== Collected data entries ==
****************************************

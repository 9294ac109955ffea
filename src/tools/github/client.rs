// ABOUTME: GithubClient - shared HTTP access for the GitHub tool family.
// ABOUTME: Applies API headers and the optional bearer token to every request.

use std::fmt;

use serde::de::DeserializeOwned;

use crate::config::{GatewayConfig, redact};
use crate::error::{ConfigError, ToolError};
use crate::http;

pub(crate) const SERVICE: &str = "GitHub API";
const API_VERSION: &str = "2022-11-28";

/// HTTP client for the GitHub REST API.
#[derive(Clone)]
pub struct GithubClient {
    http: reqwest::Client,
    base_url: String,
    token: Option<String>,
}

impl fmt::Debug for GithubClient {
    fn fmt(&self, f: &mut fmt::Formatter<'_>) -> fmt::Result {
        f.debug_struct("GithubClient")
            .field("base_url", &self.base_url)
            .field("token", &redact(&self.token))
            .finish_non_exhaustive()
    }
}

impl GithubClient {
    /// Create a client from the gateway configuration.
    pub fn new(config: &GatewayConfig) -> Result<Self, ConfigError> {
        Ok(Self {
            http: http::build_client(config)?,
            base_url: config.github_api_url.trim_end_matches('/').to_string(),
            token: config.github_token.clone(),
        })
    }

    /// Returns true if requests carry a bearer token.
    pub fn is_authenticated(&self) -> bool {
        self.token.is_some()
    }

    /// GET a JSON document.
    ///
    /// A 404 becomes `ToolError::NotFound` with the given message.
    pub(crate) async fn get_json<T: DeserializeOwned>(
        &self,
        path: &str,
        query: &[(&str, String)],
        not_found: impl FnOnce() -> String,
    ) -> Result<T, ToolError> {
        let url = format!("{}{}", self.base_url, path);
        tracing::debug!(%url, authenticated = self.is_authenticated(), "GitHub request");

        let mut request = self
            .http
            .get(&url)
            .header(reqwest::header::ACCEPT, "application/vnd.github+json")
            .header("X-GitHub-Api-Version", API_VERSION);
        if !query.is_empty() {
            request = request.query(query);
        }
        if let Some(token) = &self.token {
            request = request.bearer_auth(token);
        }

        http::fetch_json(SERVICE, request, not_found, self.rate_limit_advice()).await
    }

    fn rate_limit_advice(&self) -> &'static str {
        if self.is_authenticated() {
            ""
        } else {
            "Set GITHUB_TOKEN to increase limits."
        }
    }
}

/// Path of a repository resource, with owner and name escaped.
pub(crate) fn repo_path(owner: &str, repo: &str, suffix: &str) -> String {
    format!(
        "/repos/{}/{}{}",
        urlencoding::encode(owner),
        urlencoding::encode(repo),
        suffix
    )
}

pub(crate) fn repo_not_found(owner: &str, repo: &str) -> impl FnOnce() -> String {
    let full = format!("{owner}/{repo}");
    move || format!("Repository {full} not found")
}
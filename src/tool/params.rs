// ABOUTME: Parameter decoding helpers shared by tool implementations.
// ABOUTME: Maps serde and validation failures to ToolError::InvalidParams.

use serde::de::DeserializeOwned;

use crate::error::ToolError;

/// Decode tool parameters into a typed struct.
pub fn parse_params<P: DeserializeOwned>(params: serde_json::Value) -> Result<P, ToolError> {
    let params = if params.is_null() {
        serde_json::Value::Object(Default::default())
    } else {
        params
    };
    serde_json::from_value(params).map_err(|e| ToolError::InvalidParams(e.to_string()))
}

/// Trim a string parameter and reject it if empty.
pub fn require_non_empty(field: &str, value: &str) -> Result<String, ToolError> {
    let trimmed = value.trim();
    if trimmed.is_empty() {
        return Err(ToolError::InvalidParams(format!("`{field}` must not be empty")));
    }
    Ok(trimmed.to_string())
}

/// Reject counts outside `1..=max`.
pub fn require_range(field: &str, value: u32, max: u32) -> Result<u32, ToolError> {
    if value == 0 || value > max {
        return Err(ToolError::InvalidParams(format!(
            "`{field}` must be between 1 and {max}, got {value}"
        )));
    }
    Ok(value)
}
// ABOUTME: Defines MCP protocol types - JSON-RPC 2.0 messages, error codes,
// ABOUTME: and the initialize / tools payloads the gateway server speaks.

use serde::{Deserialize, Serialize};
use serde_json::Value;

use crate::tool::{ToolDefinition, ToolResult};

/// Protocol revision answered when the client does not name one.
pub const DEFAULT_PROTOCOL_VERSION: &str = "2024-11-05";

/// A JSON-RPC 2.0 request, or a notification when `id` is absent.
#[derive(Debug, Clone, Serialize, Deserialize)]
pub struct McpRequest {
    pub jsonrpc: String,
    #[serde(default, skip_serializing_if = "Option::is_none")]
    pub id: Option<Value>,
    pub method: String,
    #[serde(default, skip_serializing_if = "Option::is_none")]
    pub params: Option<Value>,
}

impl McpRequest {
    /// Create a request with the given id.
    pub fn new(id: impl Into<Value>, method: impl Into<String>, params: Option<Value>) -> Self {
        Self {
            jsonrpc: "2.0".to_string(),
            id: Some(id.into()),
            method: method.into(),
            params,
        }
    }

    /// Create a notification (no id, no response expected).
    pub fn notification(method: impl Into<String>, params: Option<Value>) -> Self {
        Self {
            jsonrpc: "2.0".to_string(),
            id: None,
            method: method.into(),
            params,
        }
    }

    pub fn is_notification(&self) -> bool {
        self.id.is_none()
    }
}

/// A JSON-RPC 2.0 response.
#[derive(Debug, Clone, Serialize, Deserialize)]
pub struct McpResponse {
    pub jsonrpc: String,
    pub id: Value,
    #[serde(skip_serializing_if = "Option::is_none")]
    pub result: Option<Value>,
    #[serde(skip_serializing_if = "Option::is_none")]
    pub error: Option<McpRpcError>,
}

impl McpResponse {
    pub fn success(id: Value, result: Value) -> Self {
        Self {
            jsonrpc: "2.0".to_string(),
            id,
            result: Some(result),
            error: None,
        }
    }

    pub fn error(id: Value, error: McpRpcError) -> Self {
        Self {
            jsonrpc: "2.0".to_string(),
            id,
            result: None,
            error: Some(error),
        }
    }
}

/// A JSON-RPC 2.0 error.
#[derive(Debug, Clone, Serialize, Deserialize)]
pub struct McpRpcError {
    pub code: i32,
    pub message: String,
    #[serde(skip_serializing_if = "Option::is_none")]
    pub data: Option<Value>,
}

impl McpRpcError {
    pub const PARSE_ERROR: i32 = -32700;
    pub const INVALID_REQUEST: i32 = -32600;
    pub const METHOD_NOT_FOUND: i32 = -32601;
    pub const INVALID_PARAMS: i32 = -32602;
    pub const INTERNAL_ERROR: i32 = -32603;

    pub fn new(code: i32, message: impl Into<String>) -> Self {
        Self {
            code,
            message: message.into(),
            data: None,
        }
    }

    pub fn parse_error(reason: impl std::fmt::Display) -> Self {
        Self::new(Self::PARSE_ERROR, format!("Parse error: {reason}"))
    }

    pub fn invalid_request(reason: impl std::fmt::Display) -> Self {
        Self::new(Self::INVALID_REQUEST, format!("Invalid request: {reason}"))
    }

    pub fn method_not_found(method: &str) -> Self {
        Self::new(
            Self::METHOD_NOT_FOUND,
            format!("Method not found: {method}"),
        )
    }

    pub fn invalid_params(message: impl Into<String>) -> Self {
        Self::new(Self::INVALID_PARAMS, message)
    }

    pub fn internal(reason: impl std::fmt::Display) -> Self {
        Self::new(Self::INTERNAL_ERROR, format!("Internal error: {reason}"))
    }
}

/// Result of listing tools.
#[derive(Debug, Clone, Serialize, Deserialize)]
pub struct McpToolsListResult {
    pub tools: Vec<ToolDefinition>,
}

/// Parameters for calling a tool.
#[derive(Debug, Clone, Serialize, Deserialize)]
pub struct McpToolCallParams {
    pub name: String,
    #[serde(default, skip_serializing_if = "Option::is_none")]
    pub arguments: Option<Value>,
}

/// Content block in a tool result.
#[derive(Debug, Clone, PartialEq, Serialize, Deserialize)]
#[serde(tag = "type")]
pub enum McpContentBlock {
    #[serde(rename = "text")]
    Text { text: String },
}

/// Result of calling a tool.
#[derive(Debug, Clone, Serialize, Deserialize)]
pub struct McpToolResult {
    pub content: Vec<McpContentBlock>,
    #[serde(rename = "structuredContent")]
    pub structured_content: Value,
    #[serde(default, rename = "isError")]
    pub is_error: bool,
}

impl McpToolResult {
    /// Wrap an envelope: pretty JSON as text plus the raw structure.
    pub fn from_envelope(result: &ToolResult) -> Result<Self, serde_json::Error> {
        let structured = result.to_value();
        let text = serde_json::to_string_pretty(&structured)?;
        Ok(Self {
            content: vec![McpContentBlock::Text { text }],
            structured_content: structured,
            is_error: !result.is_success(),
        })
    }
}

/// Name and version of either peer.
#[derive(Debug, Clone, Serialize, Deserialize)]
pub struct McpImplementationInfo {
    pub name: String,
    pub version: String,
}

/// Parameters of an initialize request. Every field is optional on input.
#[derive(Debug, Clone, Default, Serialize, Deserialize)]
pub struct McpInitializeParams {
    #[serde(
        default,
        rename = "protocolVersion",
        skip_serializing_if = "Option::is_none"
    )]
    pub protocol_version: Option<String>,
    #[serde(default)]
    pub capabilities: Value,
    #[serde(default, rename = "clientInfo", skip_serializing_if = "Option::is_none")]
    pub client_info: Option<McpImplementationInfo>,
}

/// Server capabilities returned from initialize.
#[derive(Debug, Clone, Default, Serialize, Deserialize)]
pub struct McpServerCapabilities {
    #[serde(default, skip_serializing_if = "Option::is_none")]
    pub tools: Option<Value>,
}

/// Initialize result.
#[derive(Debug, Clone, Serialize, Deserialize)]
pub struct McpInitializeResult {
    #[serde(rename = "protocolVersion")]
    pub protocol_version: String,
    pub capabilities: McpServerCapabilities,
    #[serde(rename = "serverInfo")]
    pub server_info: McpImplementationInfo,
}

****************************************

== Task description ==
Take the lines above from the one containing "pub fn invalid_params(message: impl" down to the one containing "for calling a tool.", and transcribe them exactly, both ends included.

== Output for this exercise ==
    pub fn invalid_params(message: impl Into<String>) -> Self {
        Self::new(Self::INVALID_PARAMS, message)
    }

    pub fn internal(reason: impl std::fmt::Display) -> Self {
        Self::new(Self::INTERNAL_ERROR, format!("Internal error: {reason}"))
    }
}

/// Result of listing tools.
#[derive(Debug, Clone, Serialize, Deserialize)]
pub struct McpToolsListResult {
    pub tools: Vec<ToolDefinition>,
}

/// Parameters for calling a tool.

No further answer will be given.